Konstanzer Politiker aus vier Parteien über Geld, Hartz IV und Stuttgart 21

Attac, Verdi, Bund und ESG in Konstanz ziehen nach einem Jahr „Schwarz-Gelb“ Bilanz

Konstanz. Vor gut einem Jahr hat es in Konstanz eine Podiumsdiskussion unter dem Titel „Nach dem Wahltag der Kahlschlag?” mit den Konstanzer Bundestagskandidaten gegeben. Nach einem Jahr „Schwarz-Gelb” soll nun heute am Montag, 18. Oktober, um 20 Uhr im Kulturzentrum am Münster in Konstanz Bilanz gezogen werden.

Vier Parteien auf Podium vertreten

Dazu laden das globalisierungskritische Netzwerk Attac, die Dienstleistungsgewerkschaft Verdi, der Bund für Umwelt und Naturschutz und die evangelische Studierendengemeinde ein. Unter dem Titel „Sparen? Auf wessen Kosten?” sollen Anspruch und Realität der Regierungspolitik gegenüberstellt werden.
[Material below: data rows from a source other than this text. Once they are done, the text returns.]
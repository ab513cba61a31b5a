//! Generational loop execution.
//!
//! [`BgaSession`] owns all mutable run state (population, generation
//! counter, Lagrangian multiplier, best-fitness tracking) and advances one
//! generation per [`step`](BgaSession::step):
//! time check → ranking → crossover + mutation → survivor selection →
//! re-evaluation. [`BgaRunner`] drives a session to completion.
//!
//! ```text
//! Init ──step──▶ Running ──step──▶ … ──▶ TimeExpired | GenerationCapReached ──finish──▶ Done
//! ```

use super::config::{BgaConfig, OddParentPolicy};
use super::init::initialize_population;
use super::operators::{bit_flip_mutation, one_point_crossover, Offspring};
use super::ranking::LagrangeMultiplier;
use super::survivor::select_survivors;
use super::types::{Individual, Population};
use crate::clause::FitnessOracle;
use crate::error::{MaxSatError, Result};
use crate::random::rng_from_option;
use rand::Rng;
use std::borrow::Cow;
use std::time::{Duration, Instant};
use tracing::{debug, info};

/// Lifecycle state of a [`BgaSession`].
#[derive(Debug, Clone, Copy, PartialEq, Eq)]
pub enum RunState {
    /// Created, no generation executed yet.
    Init,
    /// At least one generation executed, no stop condition hit.
    Running,
    /// The wall-clock budget was exhausted at a generation boundary.
    TimeExpired,
    /// `generation == max_generations`.
    GenerationCapReached,
    /// Result extracted.
    Done,
}

impl RunState {
    /// Whether no further generation will run.
    pub fn is_terminal(self) -> bool {
        matches!(
            self,
            RunState::TimeExpired | RunState::GenerationCapReached | RunState::Done
        )
    }
}

/// Why a run stopped.
#[derive(Debug, Clone, Copy, PartialEq, Eq)]
#[cfg_attr(feature = "serde", derive(serde::Serialize, serde::Deserialize))]
pub enum Termination {
    GenerationCap,
    TimeBudget,
    /// The caller finished the session before a stop condition.
    Interrupted,
}

/// Result of an evolutionary run.
#[derive(Debug, Clone)]
pub struct BgaResult {
    /// The fittest individual seen in any generation, initial one included.
    pub best: Individual,

    /// Fitness (satisfied clauses) of `best`.
    pub best_fitness: usize,

    /// The fittest individual of the final population.
    ///
    /// May be worse than `best`: elitism only protects rank among the
    /// immediate parents.
    pub final_best: Individual,

    /// Fitness of `final_best`.
    pub final_best_fitness: usize,

    /// Number of generations executed.
    pub generations: usize,

    pub termination: Termination,

    /// Final Lagrangian multiplier (stays at 1.0 under classic ranking).
    pub multiplier: f64,

    /// Wall-clock time from session start to result extraction.
    pub elapsed: Duration,

    /// Best fitness of the current population: initial population first,
    /// then one entry per executed generation.
    pub fitness_history: Vec<usize>,

    /// Individuals produced by the generational loop: the sum of the
    /// population sizes after each executed generation.
    pub evaluations: usize,
}

/// Mutable state of one evolutionary run.
///
/// Sessions are independent: nothing is shared between two sessions, so
/// runs are reproducible in isolation given the same seed.
#[derive(Debug)]
pub struct BgaSession<'a> {
    oracle: Cow<'a, FitnessOracle>,
    config: &'a BgaConfig,
    population: Population,
    generation: usize,
    evaluations: usize,
    multiplier: LagrangeMultiplier,
    best_fitness: Option<usize>,
    champion: Individual,
    champion_fitness: usize,
    fitness_history: Vec<usize>,
    started: Instant,
    state: RunState,
}

impl<'a> BgaSession<'a> {
    /// Starts a session from a caller-supplied initial population.
    ///
    /// The wall-clock budget starts counting here. When
    /// [`BgaConfig::parallel`] is set and `oracle` scores sequentially, the
    /// session scores with a parallel copy of it.
    ///
    /// # Errors
    /// [`MaxSatError::InvalidConfig`] for an invalid configuration,
    /// [`MaxSatError::EmptyPopulation`] for an empty population, and
    /// [`MaxSatError::AssignmentLengthMismatch`] when an individual does
    /// not have exactly `num_variables` bits.
    pub fn new(
        oracle: &'a FitnessOracle,
        config: &'a BgaConfig,
        initial_population: Population,
    ) -> Result<Self> {
        config.validate()?;
        if initial_population.is_empty() {
            return Err(MaxSatError::EmptyPopulation);
        }
        let n = oracle.num_variables();
        if let Some(bad) = initial_population.iter().find(|ind| ind.len() != n) {
            return Err(MaxSatError::AssignmentLengthMismatch {
                expected: n,
                actual: bad.len(),
            });
        }

        let (idx, fitness) = find_best(oracle, &initial_population)?;
        let champion = initial_population[idx].clone();

        info!(
            population = initial_population.len(),
            variables = n,
            clauses = oracle.num_clauses(),
            initial_best = fitness,
            "starting evolutionary run"
        );

        let oracle = if config.parallel && !oracle.is_parallel() {
            Cow::Owned(oracle.clone().with_parallel(true))
        } else {
            Cow::Borrowed(oracle)
        };

        Ok(Self {
            oracle,
            config,
            population: initial_population,
            generation: 0,
            evaluations: 0,
            multiplier: LagrangeMultiplier::default(),
            best_fitness: None,
            champion,
            champion_fitness: fitness,
            fitness_history: vec![fitness],
            started: Instant::now(),
            state: RunState::Init,
        })
    }

    #[inline]
    pub fn state(&self) -> RunState {
        self.state
    }

    #[inline]
    pub fn generation(&self) -> usize {
        self.generation
    }

    #[inline]
    pub fn multiplier(&self) -> f64 {
        self.multiplier.value()
    }

    #[inline]
    pub fn population(&self) -> &[Individual] {
        &self.population
    }

    /// Best fitness observed over executed generations, `None` before the first.
    #[inline]
    pub fn best_fitness(&self) -> Option<usize> {
        self.best_fitness
    }

    /// Executes one generation, or records why none can run.
    ///
    /// Returns the state after the step. Once terminal, further calls do
    /// nothing and return the same state.
    ///
    /// # Errors
    /// Evaluation and operator errors are fatal to the run and propagated.
    pub fn step<R: Rng>(&mut self, rng: &mut R) -> Result<RunState> {
        if self.state.is_terminal() {
            return Ok(self.state);
        }

        if self.generation >= self.config.max_generations {
            self.state = RunState::GenerationCapReached;
            return Ok(self.state);
        }
        if let Some(budget) = self.config.time_budget {
            if self.started.elapsed() >= budget {
                info!(generation = self.generation, "time budget reached");
                self.state = RunState::TimeExpired;
                return Ok(self.state);
            }
        }

        let outcome = self.config.ranking.rank(
            &self.oracle,
            &self.population,
            self.generation,
            self.config.max_generations,
            self.multiplier,
            rng,
        )?;
        if let Some(updated) = outcome.multiplier {
            self.multiplier = updated;
        }
        let selected = outcome.ranked;

        let offspring = breed(&selected, self.config, rng)?;
        let next = select_survivors(
            &self.oracle,
            &selected,
            offspring,
            self.config.elite_size,
            self.config.shortfall_policy,
        )?;
        if next.is_empty() {
            return Err(MaxSatError::EmptyPopulation);
        }
        self.evaluations += next.len();
        self.population = next;

        let (idx, fitness) = find_best(&self.oracle, &self.population)?;
        self.fitness_history.push(fitness);
        if self.best_fitness.map_or(true, |best| fitness > best) {
            self.best_fitness = Some(fitness);
            info!(generation = self.generation, fitness, "new best fitness");
        }
        if fitness > self.champion_fitness {
            self.champion = self.population[idx].clone();
            self.champion_fitness = fitness;
        }

        debug!(
            generation = self.generation,
            best = fitness,
            population = self.population.len(),
            multiplier = self.multiplier.value(),
            "generation complete"
        );

        self.generation += 1;
        self.state = RunState::Running;
        Ok(self.state)
    }

    /// Ends the session and extracts the result.
    pub fn finish(mut self) -> Result<BgaResult> {
        let termination = match self.state {
            RunState::GenerationCapReached => Termination::GenerationCap,
            RunState::TimeExpired => Termination::TimeBudget,
            _ => Termination::Interrupted,
        };
        self.state = RunState::Done;

        let (idx, final_best_fitness) = find_best(&self.oracle, &self.population)?;
        let elapsed = self.started.elapsed();

        info!(
            generations = self.generation,
            best = self.champion_fitness,
            final_best = final_best_fitness,
            ?termination,
            ?elapsed,
            "evolutionary run finished"
        );

        Ok(BgaResult {
            final_best: self.population[idx].clone(),
            final_best_fitness,
            best: self.champion,
            best_fitness: self.champion_fitness,
            generations: self.generation,
            termination,
            multiplier: self.multiplier.value(),
            elapsed,
            fitness_history: self.fitness_history,
            evaluations: self.evaluations,
        })
    }
}

/// Executes the evolutionary loop.
///
/// # Usage
///
/// ```
/// use u_maxsat::clause::{ClauseSet, FitnessOracle};
/// use u_maxsat::ga::{BgaConfig, BgaRunner};
///
/// let clauses = ClauseSet::from_literals(3, vec![vec![1, -2], vec![2, 3], vec![-1, -3]]).unwrap();
/// let oracle = FitnessOracle::new(clauses);
/// let config = BgaConfig::default()
///     .with_population_size(10)
///     .with_mutation_rate(0.1)
///     .with_seed(42);
///
/// let result = BgaRunner::solve(&oracle, &config).unwrap();
/// assert_eq!(result.best_fitness, 3);
/// ```
pub struct BgaRunner;

impl BgaRunner {
    /// Seeds a population with the heuristic initializer and runs to completion.
    pub fn solve(oracle: &FitnessOracle, config: &BgaConfig) -> Result<BgaResult> {
        let mut rng = rng_from_option(config.seed);
        Self::solve_with_rng(oracle, config, &mut rng)
    }

    /// Like [`solve`](Self::solve), drawing all randomness from `rng`.
    pub fn solve_with_rng<R: Rng>(
        oracle: &FitnessOracle,
        config: &BgaConfig,
        rng: &mut R,
    ) -> Result<BgaResult> {
        config.validate()?;
        let initial = initialize_population(oracle.clause_set(), config.population_size, rng);
        Self::run_with_rng(oracle, config, initial, rng)
    }

    /// Runs from a caller-supplied initial population.
    pub fn run(
        oracle: &FitnessOracle,
        config: &BgaConfig,
        initial_population: Population,
    ) -> Result<BgaResult> {
        let mut rng = rng_from_option(config.seed);
        Self::run_with_rng(oracle, config, initial_population, &mut rng)
    }

    /// Like [`run`](Self::run), drawing all randomness from `rng`.
    pub fn run_with_rng<R: Rng>(
        oracle: &FitnessOracle,
        config: &BgaConfig,
        initial_population: Population,
        rng: &mut R,
    ) -> Result<BgaResult> {
        let mut session = BgaSession::new(oracle, config, initial_population)?;
        while !session.step(rng)?.is_terminal() {}
        session.finish()
    }
}

/// Pairs consecutive selected individuals and applies crossover + mutation.
fn breed<R: Rng>(selected: &[Individual], config: &BgaConfig, rng: &mut R) -> Result<Population> {
    let mut offspring = Vec::with_capacity(selected.len());
    let mut pairs = selected.chunks_exact(2);

    for pair in &mut pairs {
        let Offspring { first, second, .. } =
            one_point_crossover(&pair[0], &pair[1], config.crossover_rate, rng)?;
        offspring.push(bit_flip_mutation(&first, config.mutation_rate, rng)?);
        offspring.push(bit_flip_mutation(&second, config.mutation_rate, rng)?);
    }

    if let [leftover] = pairs.remainder() {
        match config.odd_parent_policy {
            OddParentPolicy::CarryOver => offspring.push(leftover.clone()),
            OddParentPolicy::Drop => {}
        }
    }

    Ok(offspring)
}

/// Index and fitness of the first fittest individual.
fn find_best(oracle: &FitnessOracle, population: &[Individual]) -> Result<(usize, usize)> {
    let scores = oracle.score_batch(population)?;
    let mut best: Option<(usize, usize)> = None;
    for (i, (fitness, _)) in scores.into_iter().enumerate() {
        if best.map_or(true, |(_, f)| fitness > f) {
            best = Some((i, fitness));
        }
    }
    best.ok_or(MaxSatError::EmptyPopulation)
}

// ============================================================================
// Tests
// ============================================================================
Zur Diskussion stehen die Arbeits- und Sozialpolitik und die dramatische Finanzlage der öffentlichen Haushalte insbesondere der Gemeinden. Auch soll diskutiert werden, inwiefern sich der proklamierte Sparzwang mit dem Projekt „Stuttgart 21″ verträgt.Ihr Kommen zugesagt haben: Andreas Jung MdB CDU, Peter Friedrich MdB SPD,Till Sailer (ehemaliger Grüner Bundestagskandidat und Stadtrat) und als Vertreter für die Partei die Linke Bernhard Hanke.